Figure S4b in the supplemental material shows a representative micro-EVA image of GCEs in one soil sample, and Fig. 4b shows the corresponding germination time course plots for two different Clostridium spores. From micro-EVA experiments, we determined that the number of GCEs from all the sites tested ranged from 66 to 157 GCEs/g soil (Table 2), while the CFU cultivation recovered only 40 spores/g soil from the subsurface of site E. Our data suggested a correlation of higher GCE counts and increased water activity. From the germination time course (Fig. 4b), we observed that, as in the case of ice core samples, there is a large variance in germination time courses. In one case, germination started after 5-min lag time, and the luminescence intensity of the spot reached a plateau in 60 min in a biphasic manner. In another example, the lag phase was ∼30 min, after which the intensity increased continuously and reached a plateau at around 70 min.

TABLE 2.

Summary of micro-EVA results for Atacama Desert soil samples

Sample description	pHa	awa	No. of GCEs/ g soil (mean ± SD)
Site E subsurface	6.73	0.07	66 ± 23
Depth profile 6, top	8.67	0.25	98 ± 19
Depth profile 1, bottom	8.14	0.37	157 ± 18

^apH and water activity (a_w) were measured in the field when samples were collected.

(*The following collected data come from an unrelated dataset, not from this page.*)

//! # eodfeed Core
//!
//! EODData market data client with an incremental local cache.
//!
//! ## Overview
//!
//! - **Domain models** for exchanges, symbols and timezone-aware history
//! - **Remote source contract** and the EODData HTTP client behind it
//! - **Timezone resolution** from vendor labels to IANA zones
//! - **Manager** that clamps, fetches and localizes history
//! - **Cache-aware manager** that fills only the missing parts of a window
//! - **Reader** facade with lazy row streams
//!
//! ## Modules
//!
//! | Module | Description |
//! |--------|-------------|
//! | [`cached`] | Cache-aware manager over the DuckDB warehouse |
//! | [`domain`] | Exchanges, symbols, bars, periods, window bounds |
//! | [`error`] | Error taxonomy |
//! | [`manager`] | Uncached manager and the [`MarketData`] trait |
//! | [`reader`] | [`DataReader`] facade and [`HistoryStream`] |
//! | [`remote`] | Remote source contract and EODData client |
//! | [`stream`] | Timestamp-ordered merge of several streams |
//! | [`timezone`] | Vendor timezone labels and DST-safe localization |
//!
//! ## Quick Start
//!
//! ```rust,no_run
//! use eodfeed_core::{Bound, DataReader, Period, ReaderConfig};
//!
//! fn main() -> Result<(), Box<dyn std::error::Error>> {
//!     let reader = DataReader::from_env(ReaderConfig::default())?;
//!     let series = reader.history(
//!         "NYSE",
//!         "IBM",
//!         "2024-01-01".parse::<Bound>()?,
//!         Some("2024-01-31".parse::<Bound>()?),
//!         Period::Daily,
//!     )?;
//!
//!     for bar in &series {
//!         println!("{} close {:.2}", bar.ts, bar.fields.close);
//!     }
//!     Ok(())
//! }
//! ```
//!
//! ## Architecture
//!
//! ```text
//! ┌─────────────────┐
//! │   DataReader    │
//! └────────┬────────┘
//!          │
//!          ▼
//! ┌─────────────────┐     ┌──────────────────┐
//! │  CachedManager  │────▶│    Warehouse     │
//! └────────┬────────┘     │    (DuckDB)      │
//!          │              └──────────────────┘
//!          ▼
//! ┌─────────────────┐     ┌──────────────────┐
//! │     Manager     │────▶│ TimezoneResolver │
//! └────────┬────────┘     └──────────────────┘
//!          │
//!          ▼
//! ┌─────────────────┐     ┌──────────────────┐
//! │  RemoteSource   │────▶│ HTTP Client      │
//! │ (EodDataClient) │     │ (reqwest)        │
//! └─────────────────┘     └──────────────────┘
//! ```
//!
//! ## Errors and retries
//!
//! Nothing in this crate retries. Remote failures surface as
//! [`Error::RemoteRequest`] or [`Error::Authentication`] with the raw
//! response attached; cache failures surface as [`Error::CacheIo`].
//!
//! ## Concurrency
//!
//! All calls block. A cache namespace supports a single writer; see the
//! `eodfeed-warehouse` crate docs.

pub mod cached;
pub mod domain;
pub mod error;
pub mod manager;
pub mod reader;
pub mod remote;
pub mod stream;
pub mod timezone;

// Domain models
pub use domain::{
    Bar, BarFields, Bound, CacheKey, Exchange, ExchangeTable, HistorySeries, Period, SymbolInfo,
    SymbolTable,
};

// Error types
pub use error::{Error, GapSide, ResolutionError, Result, ValidationError};

// Managers
pub use cached::{CachedManager, UncoveredWindowPolicy};
pub use manager::{HistoryRequest, HistoryWindow, Manager, MarketData, Prepared};

// Facade
pub use reader::{CacheBackend, DataReader, HistoryStream, ReaderConfig};
pub use stream::{BarEvent, EventSource, Interleave};

// Remote source
pub use remote::{
    Credentials, EodDataClient, HttpClient, HttpError, HttpRequest, HttpResponse, RawBar,
    RawExchange, RawSymbol, RemoteSource, ReqwestHttpClient, Session,
};

pub use timezone::TimezoneResolver;

// Warehouse (re-exported from eodfeed-warehouse)
pub use eodfeed_warehouse::{
    Compression, EntrySummary, Expiration, ParseExpirationError, Warehouse, WarehouseConfig,
    WarehouseError,
};
use std::env;
use std::fmt::{Debug, Formatter};
use std::sync::{Mutex, PoisonError};

use tracing::debug;

use crate::Error;

pub const USERNAME_ENV: &str = "EODDATA_USERNAME";
pub const PASSWORD_ENV: &str = "EODDATA_PASSWORD";

/// EODData account credentials.
#[derive(Clone, PartialEq, Eq)]
pub struct Credentials {
    username: String,
    password: String,
}

impl Credentials {
    pub fn new(username: impl Into<String>, password: impl Into<String>) -> Self {
        Self {
            username: username.into(),
            password: password.into(),
        }
    }

    /// Read credentials from `EODDATA_USERNAME` / `EODDATA_PASSWORD`.
    pub fn from_env() -> Result<Self, Error> {
        Ok(Self::new(read_env(USERNAME_ENV)?, read_env(PASSWORD_ENV)?))
    }

    pub fn username(&self) -> &str {
        &self.username
    }

    pub fn password(&self) -> &str {
        &self.password
    }
}

impl Debug for Credentials {
    fn fmt(&self, f: &mut Formatter<'_>) -> std::fmt::Result {
        f.debug_struct("Credentials")
            .field("username", &self.username)
            .field("password", &"<redacted>")
            .finish()
    }
}

fn read_env(name: &str) -> Result<String, Error> {
    env::var(name)
        .ok()
        .map(|value| value.trim().to_owned())
        .filter(|value| !value.is_empty())
        .ok_or_else(|| Error::Authentication {
            message: format!("environment variable {name} is not set"),
            raw: None,
        })
}

/// Credentials plus the token of the current login, if any.
///
/// Authenticated calls go through [`Session::ensure_authenticated`], which
/// logs in once and hands back the cached token afterwards.
pub struct Session {
    credentials: Credentials,
    token: Mutex<Option<String>>,
}

impl Session {
    pub fn new(credentials: Credentials) -> Self {
        Self {
            credentials,
            token: Mutex::new(None),
        }
    }

    pub fn credentials(&self) -> &Credentials {
        &self.credentials
    }

    pub fn is_authenticated(&self) -> bool {
        self.lock().is_some()
    }

    /// Return the session token, running `login` first when there is none.
    pub fn ensure_authenticated<F>(&self, login: F) -> Result<String, Error>
    where
        F: FnOnce(&Credentials) -> Result<String, Error>,
    {
        let mut token = self.lock();
        if let Some(existing) = token.as_ref() {
            return Ok(existing.clone());
        }

        debug!("session has no token, logging in");
        let fresh = login(&self.credentials)?;
        *token = Some(fresh.clone());
        Ok(fresh)
    }

    /// Forget the current token; the next authenticated call logs in again.
    pub fn invalidate(&self) {
        *self.lock() = None;
    }

    fn lock(&self) -> std::sync::MutexGuard<'_, Option<String>> {
        self.token.lock().unwrap_or_else(PoisonError::into_inner)
    }
}

impl Debug for Session {
    fn fmt(&self, f: &mut Formatter<'_>) -> std::fmt::Result {
        f.debug_struct("Session")
            .field("credentials", &self.credentials)
            .field("authenticated", &self.is_authenticated())
            .finish()
    }
}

Comparison of micro-EVA and spectro-EVA.

In a previous study, we reported a related method where germinating spores were enumerated in bulk suspension by luminescence spectroscopy (i.e., spectro-EVA), where Tb³⁺-DPA luminescence intensities were tabulated against a C. sporogenes spore calibration curve. The micro-EVA approach is superior to spectro-EVA, because micro-EVA is capable of enumerating single spores, while the limit of detection of spectro-EVA is 1,000 spores/ml. This advantage is gained because in micro-EVA experiments the millimolar DPA halos surrounding single germinated endospores are readily imaged with high contrast, whereas germination of single endospores in bulk suspension (∼1 ml) gives rise to mere femtomolar DPA concentrations, which are far below the LOD for spectro-EVA. The lower detection limit of micro-EVA enables the quantification of viable spores from diluted samples, such as Greenland ice core (fewer than 10 GCEs/ml). With micro-EVA, we take advantage of the long luminescence lifetime (τ = 0.5 to ∼2 ms) of Tb³⁺-DPA, enabling the use of time gating to effectively remove background fluorescence (i.e., interfering fluorophores with nanosecond lifetimes). Time gating eliminates potential features causing false-positive results and renders the image background dark. Elimination of this background enables a striking increase in image contrast and detection sensitivity even for the most challenging environmental extracts, such as Atacama Desert soil samples.

Summary.

Endospores are the most resilient form of microbial life. We obtained samples from two extreme environments: Greenland, which is considered an analog to icy worlds (e.g., Europa and Enceladus) (1, 10), and the Atacama Desert, Chile, which is considered a Mars analog site (18, 29). The validated micro-EVA approach was used successfully to measure germinable Clostridium endospores from samples of these extreme environments, while culturing yielded mostly negative growth results. This underscores the utility of the micro-EVA approach and instrumentation, as it enables viability assessment of endospores in environments that approximate those of other solar system bodies.